Trabajo por objetivos, no por instrucciones sueltas
Una tarea empieza con un objetivo y sus criterios de aceptación, no con una lista de comandos. AIdrasil define el alcance, identifica los riesgos y propone cómo verificar que el resultado sirve. Si el objetivo es ambiguo y la ambigüedad bloquea, pregunta antes de escribir código.
Etapa 1 · Conectar
Se conecta al repositorio autorizado y crea un entorno de trabajo aislado. Antes de modificar nada mapea arquitectura, dependencias, convenciones y restricciones del proyecto, de modo que los cambios respeten lo que ya existe.
Etapa 2 · Construir
Implementa el cambio en una rama propia, dentro de un entorno separado del productivo. Respeta el stack, el estilo del código y los límites definidos por la organización. Los secretos permanecen fuera del repositorio y las consultas a base de datos van parametrizadas.
Etapa 3 · Verificar
Ejecuta pruebas funcionales del camino exitoso y de los casos límite, análisis de calidad, revisión de dependencias y controles de seguridad sobre código y secretos.
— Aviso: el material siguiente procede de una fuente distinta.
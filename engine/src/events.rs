// ============================================================================
// EVENT BUS — typed publish/subscribe between the core and its collaborators
// ============================================================================
//
// One StoreEvent variant per channel. The DOM glue maps channel() names onto
// window CustomEvents; inside the core everything stays typed.
//
// Delivery is synchronous: emit() returns only after every listener that was
// subscribed at the time of the call has run, so a listener never observes a
// state older than the mutation that triggered it. Listeners may emit or
// (un)subscribe re-entrantly; the listener list is snapshotted per emit.
//
// ============================================================================

use std::cell::{Cell, RefCell};
use std::rc::Rc;

use serde::Serialize;
use storefront_shared::{Product, StockInfo};

use crate::cart::NewCartItem;
use crate::coordinator::InstanceId;
use crate::hash_codec::HashState;

/// What a `product:open` request points at.
#[derive(Debug, Clone, PartialEq, Eq, Serialize)]
#[serde(rename_all = "camelCase")]
pub enum ProductTarget {
    Id(String),
    Slug(String),
    /// The first product of the current page.
    OpenFirst,
}

#[derive(Debug, Clone, PartialEq, Serialize)]
#[serde(tag = "channel", content = "detail")]
pub enum StoreEvent {
    /// Inbound request from the UI to add a line optimistically.
    #[serde(rename = "cart:add-item")]
    CartAddItem {
        item: NewCartItem,
        #[serde(rename = "stockInfo")]
        stock_info: Option<StockInfo>,
    },
    #[serde(rename = "cart:updated")]
    CartUpdated,
    #[serde(rename = "cart:loaded")]
    CartLoaded,
    #[serde(rename = "cart:error")]
    CartError { message: String },
    #[serde(rename = "product:added")]
    ProductAdded { product: Product },
    #[serde(rename = "open-cart")]
    OpenCart,
    #[serde(rename = "close-cart")]
    CloseCart,
    #[serde(rename = "toggle-cart")]
    ToggleCart,
    #[serde(rename = "product:open")]
    ProductOpen(ProductTarget),
    #[serde(rename = "product:close")]
    ProductClose,
    #[serde(rename = "state-change")]
    StateChange(HashState),
    /// A secondary catalog instance wants a product shown. Carries the
    /// neighbors so an ancestor can offer prev/next without router access.
    #[serde(rename = "catalog:product-select")]
    ProductSelected {
        instance: InstanceId,
        index: usize,
        product: Product,
        previous: Option<Product>,
        next: Option<Product>,
    },
}

impl StoreEvent {
    /// Wire name of the channel this event travels on.
    pub fn channel(&self) -> &'static str {
        match self {
            StoreEvent::CartAddItem { .. } => "cart:add-item",
            StoreEvent::CartUpdated => "cart:updated",
            StoreEvent::CartLoaded => "cart:loaded",
            StoreEvent::CartError { .. } => "cart:error",
            StoreEvent::ProductAdded { .. } => "product:added",
            StoreEvent::OpenCart => "open-cart",
            StoreEvent::CloseCart => "close-cart",
            StoreEvent::ToggleCart => "toggle-cart",
            StoreEvent::ProductOpen(_) => "product:open",
            StoreEvent::ProductClose => "product:close",
            StoreEvent::StateChange(_) => "state-change",
            StoreEvent::ProductSelected { .. } => "catalog:product-select",
        }
    }

    /// True for events the core publishes, false for the requests it
    /// receives from the UI.
    pub fn is_outbound(&self) -> bool {
        !matches!(
            self,
            StoreEvent::CartAddItem { .. }
                | StoreEvent::OpenCart
                | StoreEvent::CloseCart
                | StoreEvent::ToggleCart
                | StoreEvent::ProductOpen(_)
                | StoreEvent::ProductClose
        )
    }
}

// ── EventBus ───────────────────────────────────────────────────────────────

#[derive(Debug, Clone, Copy, PartialEq, Eq, Hash)]
pub struct SubscriptionId(u64);

type Listener = Rc<dyn Fn(&StoreEvent)>;

#[derive(Default)]
struct BusInner {
    listeners: RefCell<Vec<(SubscriptionId, Listener)>>,
    next_id: Cell<u64>,
}

/// Cheap to clone; all clones share the same listener list.
#[derive(Clone, Default)]
pub struct EventBus {
    inner: Rc<BusInner>,
}

impl EventBus {
    pub fn new() -> Self {
        Self::default()
    }

    pub fn subscribe(&self, listener: impl Fn(&StoreEvent) + 'static) -> SubscriptionId {
        let id = SubscriptionId(self.inner.next_id.get());
        self.inner.next_id.set(id.0 + 1);
        self.inner
            .listeners
            .borrow_mut()
            .push((id, Rc::new(listener)));
        id
    }

    /// Returns false if the subscription was already gone.
    pub fn unsubscribe(&self, id: SubscriptionId) -> bool {
        let mut listeners = self.inner.listeners.borrow_mut();
        let before = listeners.len();
        listeners.retain(|(sid, _)| *sid != id);
        listeners.len() != before
    }

    pub fn emit(&self, event: StoreEvent) {
        let listeners: Vec<Listener> = self
            .inner
            .listeners
            .borrow()
            .iter()
            .map(|(_, l)| l.clone())
            .collect();
        tracing::trace!(channel = event.channel(), listeners = listeners.len(), "emit");
        for listener in listeners {
            listener(&event);
        }
    }

    pub fn listener_count(&self) -> usize {
        self.inner.listeners.borrow().len()
    }
}

impl std::fmt::Debug for EventBus {
    fn fmt(&self, f: &mut std::fmt::Formatter<'_>) -> std::fmt::Result {
        f.debug_struct("EventBus")
            .field("listeners", &self.listener_count())
            .finish()
    }
}
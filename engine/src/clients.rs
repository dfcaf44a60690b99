//! Collaborator boundary to the shop's REST API.
//!
//! The engine treats these as opaque I/O: it only looks at success, failure
//! and (for detail loads) whether the request was aborted. Retries, auth and
//! transport live on the other side of the trait.

use async_trait::async_trait;
use storefront_shared::{Cart, Product, ProductPage};

use crate::error::EngineResult;
use crate::hash_codec::Params;

#[async_trait(?Send)]
pub trait CatalogClient {
    /// Fetch one listing page. `page` is 1-based.
    async fn list(&self, page: u32, page_size: u32, filters: &Params) -> EngineResult<ProductPage>;

    /// Fetch the full record for a product by id or slug.
    async fn get(&self, id_or_slug: &str) -> EngineResult<Product>;
}

/// Every call returns the authoritative cart after the mutation.
#[async_trait(?Send)]
pub trait CartClient {
    async fn fetch(&self) -> EngineResult<Cart>;

    async fn add_item(&self, product_id: &str, variant_id: Option<&str>, quantity: u32) -> EngineResult<Cart>;

    async fn update_item(&self, item_id: &str, quantity: u32) -> EngineResult<Cart>;

    async fn remove_item(&self, item_id: &str) -> EngineResult<Cart>;
}
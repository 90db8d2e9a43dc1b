//! Mask pipeline - the per-frame loop and its lifecycle
//!
//! ```text
//! Uninitialized --initialize()--> Ready --start()--> Running --cancel--> Stopped
//! ```

use std::fmt;
use std::time::{Duration, Instant};

use tracing::{debug, info, warn};

use facemask_core::{FacemaskError, FacemaskResult, FrameSize, MaskAsset};
use facemask_visual::{Compositor, MaskTransform, PlacementResult, SkipReason, Surface};

use crate::{CancellationToken, FrameScheduler, LandmarkSource, PipelineConfig, VideoSource};

/// Lifecycle state
#[derive(Debug, Clone, Copy, PartialEq, Eq)]
pub enum PipelineState {
    Uninitialized,
    Ready,
    Running,
    Stopped,
}

impl PipelineState {
    pub fn name(self) -> &'static str {
        match self {
            PipelineState::Uninitialized => "Uninitialized",
            PipelineState::Ready => "Ready",
            PipelineState::Running => "Running",
            PipelineState::Stopped => "Stopped",
        }
    }
}

impl fmt::Display for PipelineState {
    fn fmt(&self, f: &mut fmt::Formatter<'_>) -> fmt::Result {
        f.write_str(self.name())
    }
}

/// What one rendered iteration did
#[derive(Debug, Clone, Default, PartialEq)]
pub struct FrameReport {
    pub sequence: u64,
    pub faces_detected: usize,
    pub faces_drawn: usize,
    /// One entry per face that produced no placement
    pub skipped: Vec<SkipReason>,
    /// False when no mask asset is loaded (nothing is ever drawn)
    pub mask_enabled: bool,
}

/// Result of one loop iteration. Never an error: faults are recorded here.
#[derive(Debug, Clone, PartialEq)]
pub enum FrameOutcome {
    /// Detection ran and the surface was redrawn
    Rendered(FrameReport),
    /// No decodable frame yet; detector not invoked
    SourceNotReady,
    /// Detector rejected; logged, loop continues
    DetectorFailed { error: String },
    /// Cancellation observed; any in-flight result was discarded
    Cancelled,
    /// Pipeline is not running (not started yet)
    Inactive(PipelineState),
}

impl FrameOutcome {
    /// Rendered, but at least one face was skipped
    pub fn is_partial(&self) -> bool {
        matches!(self, FrameOutcome::Rendered(r) if !r.skipped.is_empty())
    }

    /// Whether the loop should schedule another iteration
    pub fn continues(&self) -> bool {
        !matches!(self, FrameOutcome::Cancelled | FrameOutcome::Inactive(_))
    }

    pub fn report(&self) -> Option<&FrameReport> {
        match self {
            FrameOutcome::Rendered(r) => Some(r),
            _ => None,
        }
    }
}

#[derive(Clone, Debug, Default, PartialEq)]
pub struct RuntimeStats {
    pub iterations: u64,
    pub frames_rendered: u64,
    pub frames_not_ready: u64,
    pub detector_failures: u64,
    pub faces_detected: u64,
    pub faces_drawn: u64,
    pub faces_skipped: u64,
    /// Detection results that resolved after cancellation
    pub discarded_results: u64,
    pub last_iteration_duration: Duration,
}

/// The per-frame loop with its collaborators
pub struct MaskPipeline<D, V, S> {
    config: PipelineConfig,
    transform: MaskTransform,
    compositor: Compositor,
    detector: D,
    video: V,
    surface: S,
    /// `None` when loading failed: mask rendering disabled for the session
    mask: Option<MaskAsset>,
    state: PipelineState,
    cancel: CancellationToken,
    stats: RuntimeStats,
    stream_size: Option<FrameSize>,
    disposed: bool,
}

impl<D, V, S> MaskPipeline<D, V, S>
where
    D: LandmarkSource,
    V: VideoSource,
    S: Surface + Send,
{
    pub fn new(config: PipelineConfig, detector: D, video: V, surface: S) -> FacemaskResult<Self> {
        config.validate()?;
        Ok(MaskPipeline {
            transform: MaskTransform::new(config.transform),
            compositor: Compositor::new(),
            config,
            detector,
            video,
            surface,
            mask: None,
            state: PipelineState::Uninitialized,
            cancel: CancellationToken::new(),
            stats: RuntimeStats::default(),
            stream_size: None,
            disposed: false,
        })
    }

    /// Token that stops the loop when cancelled (hosting context teardown)
    pub fn cancellation_token(&self) -> CancellationToken {
        self.cancel.clone()
    }

    /// Uninitialized → Ready.
    ///
    /// `mask` is the outcome of the asset load: a failure only disables mask
    /// rendering. Detector init or video attach failures are fatal and leave
    /// the pipeline inert in `Uninitialized`.
    pub async fn initialize(&mut self, mask: FacemaskResult<MaskAsset>) -> FacemaskResult<()> {
        self.expect_state(PipelineState::Uninitialized)?;

        match mask {
            Ok(mask) => {
                info!(
                    width = mask.natural_width(),
                    height = mask.natural_height(),
                    "Mask loaded"
                );
                self.mask = Some(mask);
            }
            Err(e) => {
                warn!(error = %e, "Mask failed to load, rendering disabled");
                self.mask = None;
            }
        }

        self.detector
            .init()
            .await
            .map_err(|e| FacemaskError::Initialization(format!("detector: {}", e)))?;

        let size = self
            .video
            .attach()
            .await
            .map_err(|e| FacemaskError::Initialization(format!("video: {}", e)))?;
        self.stream_size = Some(size);

        self.state = PipelineState::Ready;
        info!(width = size.width, height = size.height, "Pipeline ready");
        Ok(())
    }

    /// Ready → Running
    pub fn start(&mut self) -> FacemaskResult<()> {
        self.expect_state(PipelineState::Ready)?;
        self.state = PipelineState::Running;
        info!("Pipeline running");
        Ok(())
    }

    /// Execute one iteration of the loop.
    pub async fn drive_once(&mut self) -> FrameOutcome {
        if self.cancel.is_cancelled() {
            // Nothing to tear down before initialize() has completed
            if matches!(self.state, PipelineState::Ready | PipelineState::Running) {
                self.shutdown();
            }
            if self.state == PipelineState::Stopped {
                return FrameOutcome::Cancelled;
            }
        }
        if self.state != PipelineState::Running {
            return FrameOutcome::Inactive(self.state);
        }

        let start = Instant::now();
        self.stats.iterations += 1;
        let outcome = self.process_frame().await;
        self.stats.last_iteration_duration = start.elapsed();

        if outcome == FrameOutcome::Cancelled {
            self.shutdown();
        }
        outcome
    }

    async fn process_frame(&mut self) -> FrameOutcome {
        // Stage 1: Gate on a decodable frame
        let frame = if self.video.is_ready() {
            self.video.current_frame()
        } else {
            None
        };
        let Some(frame) = frame.filter(|f| !f.size.is_empty()) else {
            self.stats.frames_not_ready += 1;
            return FrameOutcome::SourceNotReady;
        };

        // Stage 2: Detect (may suspend across several frames)
        let detected = self.detector.detect(&frame).await;

        // Stage 3: Late results after cancellation are dropped unseen
        if self.cancel.is_cancelled() {
            self.stats.discarded_results += 1;
            debug!(sequence = frame.sequence, "Discarding detection after cancellation");
            return FrameOutcome::Cancelled;
        }

        let faces = match detected {
            Ok(faces) => faces,
            Err(e) => {
                self.stats.detector_failures += 1;
                warn!(sequence = frame.sequence, error = %e, "Landmark detection failed");
                return FrameOutcome::DetectorFailed {
                    error: e.to_string(),
                };
            }
        };

        // Stage 4: Track source resolution, wipe last frame's masks
        self.compositor.begin_frame(&mut self.surface, frame.size);

        let mut report = FrameReport {
            sequence: frame.sequence,
            faces_detected: faces.len(),
            mask_enabled: self.mask.is_some(),
            ..Default::default()
        };

        // Stages 5-6: Place and draw each face independently
        if let Some(mask) = &self.mask {
            let aspect = mask.aspect();
            for face in &faces {
                match self.transform.place(face, aspect) {
                    PlacementResult::Placed(placement) => {
                        self.compositor.draw(&mut self.surface, mask, &placement);
                        report.faces_drawn += 1;
                    }
                    PlacementResult::Skipped(reason) => {
                        debug!(
                            sequence = frame.sequence,
                            error = %reason.to_error(),
                            "Face skipped"
                        );
                        report.skipped.push(reason);
                    }
                }
            }
        }

        self.stats.frames_rendered += 1;
        self.stats.faces_detected += report.faces_detected as u64;
        self.stats.faces_drawn += report.faces_drawn as u64;
        self.stats.faces_skipped += report.skipped.len() as u64;

        debug!(
            sequence = report.sequence,
            detected = report.faces_detected,
            drawn = report.faces_drawn,
            "Frame rendered"
        );
        FrameOutcome::Rendered(report)
    }

    /// Drive iterations off `scheduler` until cancelled or the scheduler ends.
    /// Starts the pipeline if it is `Ready`.
    pub async fn run<F>(&mut self, scheduler: &mut F) -> FacemaskResult<RuntimeStats>
    where
        F: FrameScheduler + ?Sized,
    {
        if self.state == PipelineState::Ready {
            self.start()?;
        }
        self.expect_state(PipelineState::Running)?;

        let cancel = self.cancel.clone();
        loop {
            let more = tokio::select! {
                biased;
                _ = cancel.cancelled() => false,
                more = scheduler.next_frame() => more,
            };
            if !more {
                break;
            }
            if !self.drive_once().await.continues() {
                break;
            }
        }

        self.shutdown();
        Ok(self.stats.clone())
    }

    /// Request cancellation and tear down (idempotent)
    pub fn stop(&mut self) {
        self.cancel.cancel();
        self.shutdown();
    }

    fn shutdown(&mut self) {
        if self.state != PipelineState::Stopped {
            info!(iterations = self.stats.iterations, "Pipeline stopped");
        }
        self.state = PipelineState::Stopped;
        if !self.disposed {
            self.detector.dispose();
            self.disposed = true;
        }
    }

    fn expect_state(&self, expected: PipelineState) -> FacemaskResult<()> {
        if self.state != expected {
            return Err(FacemaskError::InvalidState {
                expected: expected.name(),
                actual: self.state.name(),
            });
        }
        Ok(())
    }

    pub fn state(&self) -> PipelineState {
        self.state
    }

    pub fn stats(&self) -> &RuntimeStats {
        &self.stats
    }

    pub fn config(&self) -> &PipelineConfig {
        &self.config
    }

    pub fn mask_enabled(&self) -> bool {
        self.mask.is_some()
    }

    /// Frame size reported when the video stream attached
    pub fn stream_size(&self) -> Option<FrameSize> {
        self.stream_size
    }

    pub fn surface(&self) -> &S {
        &self.surface
    }

    pub fn surface_mut(&mut self) -> &mut S {
        &mut self.surface
    }

    pub fn detector(&self) -> &D {
        &self.detector
    }

    pub fn video(&self) -> &V {
        &self.video
    }

    pub fn video_mut(&mut self) -> &mut V {
        &mut self.video
    }
}
//! facemask runtime - Per-frame orchestration
//!
//! Each iteration of the loop:
//! 1. Check the video source can decode a frame (else skip the iteration)
//! 2. Run landmark detection on the frame (may suspend)
//! 3. Discard the result if cancellation arrived meanwhile
//! 4. Resize and clear the surface
//! 5. Transform each face's landmarks into a placement
//! 6. Composite the mask for every placed face
//!
//! A failed iteration is reported as a [`FrameOutcome`] and never stops the
//! loop. Only cancellation (or the host ending its frame signal) does.

pub mod config;
pub mod pipeline;
pub mod ports;
pub mod scheduler;
pub mod telemetry;

pub use config::*;
pub use pipeline::*;
pub use ports::*;
pub use scheduler::*;
pub use telemetry::*;

pub use tokio_util::sync::CancellationToken;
Si un control falla, el cambio no avanza: vuelve a construcción.
Etapa 4 · Documentar
Registra qué se decidió y por qué, qué riesgos quedaron abiertos, qué pruebas se corrieron y con qué resultado. Esa documentación viaja con el cambio y es lo que permite auditar después sin reconstruir el contexto de memoria.
Etapa 5 · Entregar
Entrega un Pull Request revisable con la evidencia adjunta y solicita autorización humana explícita antes de integrar, desplegar o trabajar con datos productivos. La decisión de mérito sigue siendo del equipo.
Memoria y contexto por proyecto
Cada proyecto mantiene sus decisiones, pendientes y evidencia. Eso reduce la pérdida de contexto entre sesiones y evita que cada tarea empiece explicando de nuevo cómo funciona el sistema.